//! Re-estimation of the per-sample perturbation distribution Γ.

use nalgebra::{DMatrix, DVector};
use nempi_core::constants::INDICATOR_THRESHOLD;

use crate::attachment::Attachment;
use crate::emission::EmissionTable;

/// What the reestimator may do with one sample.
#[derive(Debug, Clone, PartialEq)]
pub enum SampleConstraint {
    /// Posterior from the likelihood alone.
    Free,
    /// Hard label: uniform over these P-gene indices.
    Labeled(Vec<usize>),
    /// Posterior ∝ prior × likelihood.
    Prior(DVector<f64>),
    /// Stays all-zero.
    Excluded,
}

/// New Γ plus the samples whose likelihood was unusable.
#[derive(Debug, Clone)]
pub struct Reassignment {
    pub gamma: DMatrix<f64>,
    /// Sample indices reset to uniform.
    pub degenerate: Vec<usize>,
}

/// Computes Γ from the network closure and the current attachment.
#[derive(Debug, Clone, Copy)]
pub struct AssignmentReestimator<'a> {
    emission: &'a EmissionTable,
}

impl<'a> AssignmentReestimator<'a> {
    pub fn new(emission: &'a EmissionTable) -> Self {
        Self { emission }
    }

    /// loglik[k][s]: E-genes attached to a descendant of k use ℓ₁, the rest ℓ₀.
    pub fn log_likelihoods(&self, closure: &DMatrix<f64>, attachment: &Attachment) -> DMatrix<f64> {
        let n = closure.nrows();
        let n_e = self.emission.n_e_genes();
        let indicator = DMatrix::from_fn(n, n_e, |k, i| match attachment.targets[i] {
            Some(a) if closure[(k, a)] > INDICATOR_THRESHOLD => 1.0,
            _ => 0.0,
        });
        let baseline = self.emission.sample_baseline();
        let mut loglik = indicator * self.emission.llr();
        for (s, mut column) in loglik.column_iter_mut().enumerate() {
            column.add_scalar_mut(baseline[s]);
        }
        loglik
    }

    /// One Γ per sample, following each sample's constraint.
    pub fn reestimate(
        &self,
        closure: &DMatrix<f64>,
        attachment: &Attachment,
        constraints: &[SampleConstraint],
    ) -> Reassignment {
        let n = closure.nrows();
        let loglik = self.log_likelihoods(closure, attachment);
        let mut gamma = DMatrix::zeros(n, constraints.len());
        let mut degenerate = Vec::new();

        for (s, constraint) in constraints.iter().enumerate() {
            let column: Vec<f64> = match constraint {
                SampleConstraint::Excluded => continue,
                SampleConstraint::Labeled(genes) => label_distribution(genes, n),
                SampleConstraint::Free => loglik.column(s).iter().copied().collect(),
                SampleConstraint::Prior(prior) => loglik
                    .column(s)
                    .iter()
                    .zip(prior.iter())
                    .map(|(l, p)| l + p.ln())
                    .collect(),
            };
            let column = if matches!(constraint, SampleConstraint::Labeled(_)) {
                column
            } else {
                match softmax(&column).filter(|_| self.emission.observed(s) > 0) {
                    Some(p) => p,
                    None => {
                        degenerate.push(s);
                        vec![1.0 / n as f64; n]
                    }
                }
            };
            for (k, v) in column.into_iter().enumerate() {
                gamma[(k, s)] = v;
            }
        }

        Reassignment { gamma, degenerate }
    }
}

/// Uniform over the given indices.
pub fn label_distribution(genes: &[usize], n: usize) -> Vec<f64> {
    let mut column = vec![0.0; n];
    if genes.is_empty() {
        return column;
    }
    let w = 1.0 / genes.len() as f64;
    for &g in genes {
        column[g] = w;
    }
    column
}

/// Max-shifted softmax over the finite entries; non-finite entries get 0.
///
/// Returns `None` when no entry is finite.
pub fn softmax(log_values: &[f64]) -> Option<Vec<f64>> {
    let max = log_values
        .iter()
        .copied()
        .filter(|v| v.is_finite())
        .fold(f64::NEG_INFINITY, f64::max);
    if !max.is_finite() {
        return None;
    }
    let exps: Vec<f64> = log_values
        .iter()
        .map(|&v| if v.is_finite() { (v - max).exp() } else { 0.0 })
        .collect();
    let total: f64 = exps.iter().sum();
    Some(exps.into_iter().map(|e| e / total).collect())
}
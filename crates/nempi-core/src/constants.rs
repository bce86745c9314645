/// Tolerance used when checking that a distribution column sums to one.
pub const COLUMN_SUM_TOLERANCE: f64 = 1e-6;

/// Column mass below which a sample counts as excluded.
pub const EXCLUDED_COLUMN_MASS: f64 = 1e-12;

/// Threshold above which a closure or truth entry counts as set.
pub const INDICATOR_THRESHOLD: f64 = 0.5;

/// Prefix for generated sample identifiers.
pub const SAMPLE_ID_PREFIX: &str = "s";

====================

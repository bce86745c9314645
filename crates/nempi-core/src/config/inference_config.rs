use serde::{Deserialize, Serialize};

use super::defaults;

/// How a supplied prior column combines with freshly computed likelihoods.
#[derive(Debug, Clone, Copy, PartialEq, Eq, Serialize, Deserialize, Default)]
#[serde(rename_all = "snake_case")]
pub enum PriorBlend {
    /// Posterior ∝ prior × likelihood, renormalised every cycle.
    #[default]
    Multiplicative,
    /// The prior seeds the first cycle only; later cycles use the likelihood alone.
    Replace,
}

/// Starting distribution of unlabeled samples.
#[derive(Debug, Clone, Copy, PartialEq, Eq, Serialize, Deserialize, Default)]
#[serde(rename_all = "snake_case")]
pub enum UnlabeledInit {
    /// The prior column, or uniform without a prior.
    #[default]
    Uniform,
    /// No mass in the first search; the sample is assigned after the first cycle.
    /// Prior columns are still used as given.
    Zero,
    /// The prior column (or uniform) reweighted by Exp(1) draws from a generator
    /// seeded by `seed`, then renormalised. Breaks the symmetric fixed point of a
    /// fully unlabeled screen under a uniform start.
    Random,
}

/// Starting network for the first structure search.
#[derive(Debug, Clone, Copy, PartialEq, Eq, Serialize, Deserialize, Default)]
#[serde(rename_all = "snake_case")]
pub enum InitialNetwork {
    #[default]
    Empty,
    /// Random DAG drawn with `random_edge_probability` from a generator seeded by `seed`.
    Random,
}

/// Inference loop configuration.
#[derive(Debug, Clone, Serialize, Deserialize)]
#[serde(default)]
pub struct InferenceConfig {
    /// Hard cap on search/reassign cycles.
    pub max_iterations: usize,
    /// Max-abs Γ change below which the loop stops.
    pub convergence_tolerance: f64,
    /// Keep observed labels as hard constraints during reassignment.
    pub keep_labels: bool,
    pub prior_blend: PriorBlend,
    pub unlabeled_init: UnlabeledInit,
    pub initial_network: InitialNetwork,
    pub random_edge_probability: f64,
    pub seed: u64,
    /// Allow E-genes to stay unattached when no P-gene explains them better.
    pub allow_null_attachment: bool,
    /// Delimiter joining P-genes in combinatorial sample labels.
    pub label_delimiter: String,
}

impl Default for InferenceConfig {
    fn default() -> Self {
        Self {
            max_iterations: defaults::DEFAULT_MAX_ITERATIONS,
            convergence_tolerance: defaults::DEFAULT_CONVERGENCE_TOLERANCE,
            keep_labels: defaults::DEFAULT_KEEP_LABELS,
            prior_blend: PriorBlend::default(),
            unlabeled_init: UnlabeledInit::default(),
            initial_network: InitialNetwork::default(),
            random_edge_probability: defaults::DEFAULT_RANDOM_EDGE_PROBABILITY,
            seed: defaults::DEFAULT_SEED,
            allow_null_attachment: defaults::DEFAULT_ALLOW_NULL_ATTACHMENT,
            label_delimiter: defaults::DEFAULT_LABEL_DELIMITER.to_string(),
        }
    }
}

====================

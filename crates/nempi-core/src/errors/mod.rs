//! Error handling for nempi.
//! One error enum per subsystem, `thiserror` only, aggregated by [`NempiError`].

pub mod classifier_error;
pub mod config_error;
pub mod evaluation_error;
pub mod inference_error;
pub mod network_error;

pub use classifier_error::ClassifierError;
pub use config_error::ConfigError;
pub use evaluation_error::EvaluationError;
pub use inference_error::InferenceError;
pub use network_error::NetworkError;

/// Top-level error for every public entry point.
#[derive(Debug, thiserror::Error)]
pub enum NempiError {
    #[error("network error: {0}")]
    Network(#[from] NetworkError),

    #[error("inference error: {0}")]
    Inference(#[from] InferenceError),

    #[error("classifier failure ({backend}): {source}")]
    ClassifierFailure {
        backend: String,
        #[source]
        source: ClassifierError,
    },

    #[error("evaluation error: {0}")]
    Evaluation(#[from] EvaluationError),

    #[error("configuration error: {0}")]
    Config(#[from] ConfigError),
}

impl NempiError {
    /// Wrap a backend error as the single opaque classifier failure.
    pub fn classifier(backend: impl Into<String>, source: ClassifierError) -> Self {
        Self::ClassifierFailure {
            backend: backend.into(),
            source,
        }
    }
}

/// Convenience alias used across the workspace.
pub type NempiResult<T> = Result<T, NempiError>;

====================

Would you print exactly and only the lines of the material above that run from the line with "perturbation distribution Γ." through the line with "these P-gene indices.", both included?

Exercise answer
//! Re-estimation of the per-sample perturbation distribution Γ.

use nalgebra::{DMatrix, DVector};
use nempi_core::constants::INDICATOR_THRESHOLD;

use crate::attachment::Attachment;
use crate::emission::EmissionTable;

/// What the reestimator may do with one sample.
#[derive(Debug, Clone, PartialEq)]
pub enum SampleConstraint {
    /// Posterior from the likelihood alone.
    Free,
    /// Hard label: uniform over these P-gene indices.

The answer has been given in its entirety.